> [What to do]
All that should come back is the lines of the data below from the one containing "decision text (optional)" to the one containing "pub use error::BatchError;", inclusive, exactly as they stand.

[Data records]
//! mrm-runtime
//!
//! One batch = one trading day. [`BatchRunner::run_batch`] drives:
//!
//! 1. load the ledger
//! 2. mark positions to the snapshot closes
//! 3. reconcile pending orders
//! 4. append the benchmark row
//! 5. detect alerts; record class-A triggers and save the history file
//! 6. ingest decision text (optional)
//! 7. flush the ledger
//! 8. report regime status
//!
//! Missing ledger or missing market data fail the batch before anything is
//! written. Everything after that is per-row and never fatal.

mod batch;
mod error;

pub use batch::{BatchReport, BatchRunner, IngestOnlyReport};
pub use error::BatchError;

...

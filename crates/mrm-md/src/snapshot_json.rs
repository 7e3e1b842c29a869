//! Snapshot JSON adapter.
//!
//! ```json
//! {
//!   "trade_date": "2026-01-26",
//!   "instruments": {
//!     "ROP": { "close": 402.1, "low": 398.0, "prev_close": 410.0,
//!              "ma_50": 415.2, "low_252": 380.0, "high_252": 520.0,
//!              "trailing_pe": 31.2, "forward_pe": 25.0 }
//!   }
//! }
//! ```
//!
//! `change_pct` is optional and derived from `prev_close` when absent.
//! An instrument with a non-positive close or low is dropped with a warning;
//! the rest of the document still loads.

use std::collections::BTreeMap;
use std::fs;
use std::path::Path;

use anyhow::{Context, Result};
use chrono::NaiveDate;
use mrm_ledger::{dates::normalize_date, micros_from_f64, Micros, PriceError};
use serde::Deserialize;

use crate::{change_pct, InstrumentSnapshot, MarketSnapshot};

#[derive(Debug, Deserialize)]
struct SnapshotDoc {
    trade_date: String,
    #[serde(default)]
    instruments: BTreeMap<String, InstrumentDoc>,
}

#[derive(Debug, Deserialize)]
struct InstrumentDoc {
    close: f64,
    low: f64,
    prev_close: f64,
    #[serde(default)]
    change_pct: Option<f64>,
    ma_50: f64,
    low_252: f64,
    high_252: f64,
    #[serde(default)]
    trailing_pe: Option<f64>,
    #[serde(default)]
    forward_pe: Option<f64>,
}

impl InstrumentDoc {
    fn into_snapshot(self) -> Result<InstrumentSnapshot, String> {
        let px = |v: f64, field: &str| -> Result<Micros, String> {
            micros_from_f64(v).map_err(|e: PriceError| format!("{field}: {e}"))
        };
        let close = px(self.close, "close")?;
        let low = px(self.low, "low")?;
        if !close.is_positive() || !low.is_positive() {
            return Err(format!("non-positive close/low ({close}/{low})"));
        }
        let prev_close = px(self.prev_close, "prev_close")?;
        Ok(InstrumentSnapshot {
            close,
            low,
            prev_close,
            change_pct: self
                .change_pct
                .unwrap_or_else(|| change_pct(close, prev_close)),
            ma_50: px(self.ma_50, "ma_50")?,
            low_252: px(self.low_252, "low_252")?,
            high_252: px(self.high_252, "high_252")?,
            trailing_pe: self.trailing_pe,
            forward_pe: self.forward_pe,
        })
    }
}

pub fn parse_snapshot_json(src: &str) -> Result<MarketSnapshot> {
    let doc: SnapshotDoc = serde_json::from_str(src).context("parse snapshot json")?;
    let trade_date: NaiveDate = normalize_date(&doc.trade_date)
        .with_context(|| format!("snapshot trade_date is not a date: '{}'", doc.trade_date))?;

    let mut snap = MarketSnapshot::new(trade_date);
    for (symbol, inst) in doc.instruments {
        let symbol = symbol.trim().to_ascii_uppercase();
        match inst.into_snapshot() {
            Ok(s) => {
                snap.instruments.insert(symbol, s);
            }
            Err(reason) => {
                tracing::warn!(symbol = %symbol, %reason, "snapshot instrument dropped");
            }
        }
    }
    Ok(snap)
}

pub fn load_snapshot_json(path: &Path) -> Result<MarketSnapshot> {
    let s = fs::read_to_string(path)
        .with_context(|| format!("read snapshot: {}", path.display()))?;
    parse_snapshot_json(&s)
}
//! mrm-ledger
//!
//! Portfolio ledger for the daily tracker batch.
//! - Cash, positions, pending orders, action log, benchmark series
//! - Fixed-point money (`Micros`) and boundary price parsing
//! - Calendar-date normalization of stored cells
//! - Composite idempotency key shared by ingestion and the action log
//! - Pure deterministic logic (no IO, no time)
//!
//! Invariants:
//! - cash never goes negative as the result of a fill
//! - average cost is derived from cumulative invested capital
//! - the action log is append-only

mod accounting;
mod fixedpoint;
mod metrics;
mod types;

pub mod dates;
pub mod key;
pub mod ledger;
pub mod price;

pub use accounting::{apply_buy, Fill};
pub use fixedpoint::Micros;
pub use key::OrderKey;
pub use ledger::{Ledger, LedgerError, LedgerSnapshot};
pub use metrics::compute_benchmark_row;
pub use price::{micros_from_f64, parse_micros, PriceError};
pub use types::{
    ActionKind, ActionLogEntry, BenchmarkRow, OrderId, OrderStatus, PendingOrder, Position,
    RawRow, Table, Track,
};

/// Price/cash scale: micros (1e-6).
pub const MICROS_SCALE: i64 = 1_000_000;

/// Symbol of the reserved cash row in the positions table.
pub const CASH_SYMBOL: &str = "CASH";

> [Output of the task]
//! 6. ingest decision text (optional)
//! 7. flush the ledger
//! 8. report regime status
//!
//! Missing ledger or missing market data fail the batch before anything is
//! written. Everything after that is per-row and never fatal.

mod batch;
mod error;

pub use batch::{BatchReport, BatchRunner, IngestOnlyReport};
pub use error::BatchError;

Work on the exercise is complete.